** Requirement **
Down to the last line below, give the listing again exactly.
Dataset content Start Marker
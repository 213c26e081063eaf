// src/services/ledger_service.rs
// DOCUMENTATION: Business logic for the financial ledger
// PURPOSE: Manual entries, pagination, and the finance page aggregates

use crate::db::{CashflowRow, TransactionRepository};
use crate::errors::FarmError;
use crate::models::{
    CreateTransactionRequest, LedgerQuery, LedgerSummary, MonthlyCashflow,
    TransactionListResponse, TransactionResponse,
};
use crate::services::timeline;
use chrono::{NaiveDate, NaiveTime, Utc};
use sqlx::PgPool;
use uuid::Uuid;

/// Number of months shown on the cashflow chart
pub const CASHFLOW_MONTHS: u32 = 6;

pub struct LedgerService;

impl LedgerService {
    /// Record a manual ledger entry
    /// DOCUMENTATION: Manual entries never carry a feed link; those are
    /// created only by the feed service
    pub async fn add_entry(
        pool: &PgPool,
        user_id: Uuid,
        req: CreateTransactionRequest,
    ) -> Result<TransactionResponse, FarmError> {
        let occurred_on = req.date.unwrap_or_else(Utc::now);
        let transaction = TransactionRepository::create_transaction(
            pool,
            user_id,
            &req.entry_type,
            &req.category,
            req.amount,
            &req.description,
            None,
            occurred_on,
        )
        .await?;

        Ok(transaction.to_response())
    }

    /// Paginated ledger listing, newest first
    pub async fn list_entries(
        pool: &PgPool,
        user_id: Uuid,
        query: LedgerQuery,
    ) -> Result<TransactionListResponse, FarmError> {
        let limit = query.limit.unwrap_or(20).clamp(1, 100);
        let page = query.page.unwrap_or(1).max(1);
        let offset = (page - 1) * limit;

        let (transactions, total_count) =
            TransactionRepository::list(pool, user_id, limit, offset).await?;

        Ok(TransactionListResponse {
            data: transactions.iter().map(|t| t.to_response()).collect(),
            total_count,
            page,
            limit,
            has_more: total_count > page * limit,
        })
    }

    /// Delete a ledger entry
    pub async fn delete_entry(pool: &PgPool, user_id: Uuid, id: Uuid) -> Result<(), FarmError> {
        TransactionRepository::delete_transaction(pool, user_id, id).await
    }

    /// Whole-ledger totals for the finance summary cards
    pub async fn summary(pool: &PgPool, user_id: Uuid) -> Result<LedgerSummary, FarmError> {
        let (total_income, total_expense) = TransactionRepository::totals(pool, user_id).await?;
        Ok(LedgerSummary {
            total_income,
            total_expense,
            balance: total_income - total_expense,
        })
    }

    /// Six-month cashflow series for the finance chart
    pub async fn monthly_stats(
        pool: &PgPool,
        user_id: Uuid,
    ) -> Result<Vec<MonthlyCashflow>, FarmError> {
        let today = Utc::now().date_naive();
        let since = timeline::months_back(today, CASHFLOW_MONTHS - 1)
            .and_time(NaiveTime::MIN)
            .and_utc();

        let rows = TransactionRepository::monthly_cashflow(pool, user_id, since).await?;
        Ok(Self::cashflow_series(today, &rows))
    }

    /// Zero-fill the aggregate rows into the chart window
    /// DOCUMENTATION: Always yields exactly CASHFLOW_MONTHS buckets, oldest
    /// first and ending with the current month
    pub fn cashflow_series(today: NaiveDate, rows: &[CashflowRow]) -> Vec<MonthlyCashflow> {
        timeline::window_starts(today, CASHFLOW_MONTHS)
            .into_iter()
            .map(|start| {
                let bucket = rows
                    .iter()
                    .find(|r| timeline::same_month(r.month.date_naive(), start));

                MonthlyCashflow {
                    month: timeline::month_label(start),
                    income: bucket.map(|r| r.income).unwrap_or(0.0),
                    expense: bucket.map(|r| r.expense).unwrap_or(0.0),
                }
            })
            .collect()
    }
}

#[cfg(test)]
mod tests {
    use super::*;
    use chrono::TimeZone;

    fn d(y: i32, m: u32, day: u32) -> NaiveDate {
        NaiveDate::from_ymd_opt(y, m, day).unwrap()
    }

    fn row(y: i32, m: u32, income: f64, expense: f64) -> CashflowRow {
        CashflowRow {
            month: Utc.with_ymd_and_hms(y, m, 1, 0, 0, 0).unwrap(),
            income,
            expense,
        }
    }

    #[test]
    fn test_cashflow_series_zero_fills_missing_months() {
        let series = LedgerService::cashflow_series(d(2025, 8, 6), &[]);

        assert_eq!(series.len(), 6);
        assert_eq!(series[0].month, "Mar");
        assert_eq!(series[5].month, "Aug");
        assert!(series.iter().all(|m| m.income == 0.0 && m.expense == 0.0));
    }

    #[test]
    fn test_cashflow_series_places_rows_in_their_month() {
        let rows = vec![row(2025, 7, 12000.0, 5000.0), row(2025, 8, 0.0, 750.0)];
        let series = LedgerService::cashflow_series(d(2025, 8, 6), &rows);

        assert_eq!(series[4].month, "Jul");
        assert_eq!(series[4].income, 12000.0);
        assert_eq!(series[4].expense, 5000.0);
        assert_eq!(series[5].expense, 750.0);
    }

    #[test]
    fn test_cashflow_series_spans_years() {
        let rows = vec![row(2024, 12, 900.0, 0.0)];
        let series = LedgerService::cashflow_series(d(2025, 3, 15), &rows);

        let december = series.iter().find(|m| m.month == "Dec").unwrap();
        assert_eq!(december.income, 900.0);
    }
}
Dataset content End Marker
** Result of the task **
repository 213c26e081063eaf
// src/services/ledger_service.rs
// DOCUMENTATION: Business logic for the financial ledger
// PURPOSE: Manual entries, pagination, and the finance page aggregates

use crate::db::{CashflowRow, TransactionRepository};
use crate::errors::FarmError;
use crate::models::{
    CreateTransactionRequest, LedgerQuery, LedgerSummary, MonthlyCashflow,
    TransactionListResponse, TransactionResponse,
};
use crate::services::timeline;
use chrono::{NaiveDate, NaiveTime, Utc};
use sqlx::PgPool;
use uuid::Uuid;

/// Number of months shown on the cashflow chart
pub const CASHFLOW_MONTHS: u32 = 6;

pub struct LedgerService;

impl LedgerService {
    /// Record a manual ledger entry
    /// DOCUMENTATION: Manual entries never carry a feed link; those are
    /// created only by the feed service
    pub async fn add_entry(
        pool: &PgPool,
        user_id: Uuid,
        req: CreateTransactionRequest,
    ) -> Result<TransactionResponse, FarmError> {
        let occurred_on = req.date.unwrap_or_else(Utc::now);
        let transaction = TransactionRepository::create_transaction(
            pool,
            user_id,
            &req.entry_type,
            &req.category,
            req.amount,
            &req.description,
            None,
            occurred_on,
        )
        .await?;

        Ok(transaction.to_response())
    }

    /// Paginated ledger listing, newest first
    pub async fn list_entries(
        pool: &PgPool,
        user_id: Uuid,
        query: LedgerQuery,
    ) -> Result<TransactionListResponse, FarmError> {
        let limit = query.limit.unwrap_or(20).clamp(1, 100);
        let page = query.page.unwrap_or(1).max(1);
        let offset = (page - 1) * limit;

        let (transactions, total_count) =
            TransactionRepository::list(pool, user_id, limit, offset).await?;

        Ok(TransactionListResponse {
            data: transactions.iter().map(|t| t.to_response()).collect(),
            total_count,
            page,
            limit,
            has_more: total_count > page * limit,
        })
    }

    /// Delete a ledger entry
    pub async fn delete_entry(pool: &PgPool, user_id: Uuid, id: Uuid) -> Result<(), FarmError> {
        TransactionRepository::delete_transaction(pool, user_id, id).await
    }

    /// Whole-ledger totals for the finance summary cards
    pub async fn summary(pool: &PgPool, user_id: Uuid) -> Result<LedgerSummary, FarmError> {
        let (total_income, total_expense) = TransactionRepository::totals(pool, user_id).await?;
        Ok(LedgerSummary {
            total_income,
            total_expense,
            balance: total_income - total_expense,
        })
    }

    /// Six-month cashflow series for the finance chart
    pub async fn monthly_stats(
        pool: &PgPool,
        user_id: Uuid,
    ) -> Result<Vec<MonthlyCashflow>, FarmError> {
        let today = Utc::now().date_naive();
        let since = timeline::months_back(today, CASHFLOW_MONTHS - 1)
            .and_time(NaiveTime::MIN)
            .and_utc();

        let rows = TransactionRepository::monthly_cashflow(pool, user_id, since).await?;
        Ok(Self::cashflow_series(today, &rows))
    }

    /// Zero-fill the aggregate rows into the chart window
    /// DOCUMENTATION: Always yields exactly CASHFLOW_MONTHS buckets, oldest
    /// first and ending with the current month
    pub fn cashflow_series(today: NaiveDate, rows: &[CashflowRow]) -> Vec<MonthlyCashflow> {
        timeline::window_starts(today, CASHFLOW_MONTHS)
            .into_iter()
            .map(|start| {
                let bucket = rows
                    .iter()
                    .find(|r| timeline::same_month(r.month.date_naive(), start));

                MonthlyCashflow {
                    month: timeline::month_label(start),
                    income: bucket.map(|r| r.income).unwrap_or(0.0),
                    expense: bucket.map(|r| r.expense).unwrap_or(0.0),
                }
            })
            .collect()
    }
}

#[cfg(test)]
mod tests {
    use super::*;
    use chrono::TimeZone;

    fn d(y: i32, m: u32, day: u32) -> NaiveDate {
        NaiveDate::from_ymd_opt(y, m, day).unwrap()
    }

    fn row(y: i32, m: u32, income: f64, expense: f64) -> CashflowRow {
        CashflowRow {
            month: Utc.with_ymd_and_hms(y, m, 1, 0, 0, 0).unwrap(),
            income,
            expense,
        }
    }

    #[test]
    fn test_cashflow_series_zero_fills_missing_months() {
        let series = LedgerService::cashflow_series(d(2025, 8, 6), &[]);

        assert_eq!(series.len(), 6);
        assert_eq!(series[0].month, "Mar");
        assert_eq!(series[5].month, "Aug");
        assert!(series.iter().all(|m| m.income == 0.0 && m.expense == 0.0));
    }

    #[test]
    fn test_cashflow_series_places_rows_in_their_month() {
        let rows = vec![row(2025, 7, 12000.0, 5000.0), row(2025, 8, 0.0, 750.0)];
        let series = LedgerService::cashflow_series(d(2025, 8, 6), &rows);

        assert_eq!(series[4].month, "Jul");
        assert_eq!(series[4].income, 12000.0);
        assert_eq!(series[4].expense, 5000.0);
        assert_eq!(series[5].expense, 750.0);
    }

    #[test]
    fn test_cashflow_series_spans_years() {
        let rows = vec![row(2024, 12, 900.0, 0.0)];
        let series = LedgerService::cashflow_series(d(2025, 3, 15), &rows);

        let december = series.iter().find(|m| m.month == "Dec").unwrap();
        assert_eq!(december.income, 900.0);
    }
}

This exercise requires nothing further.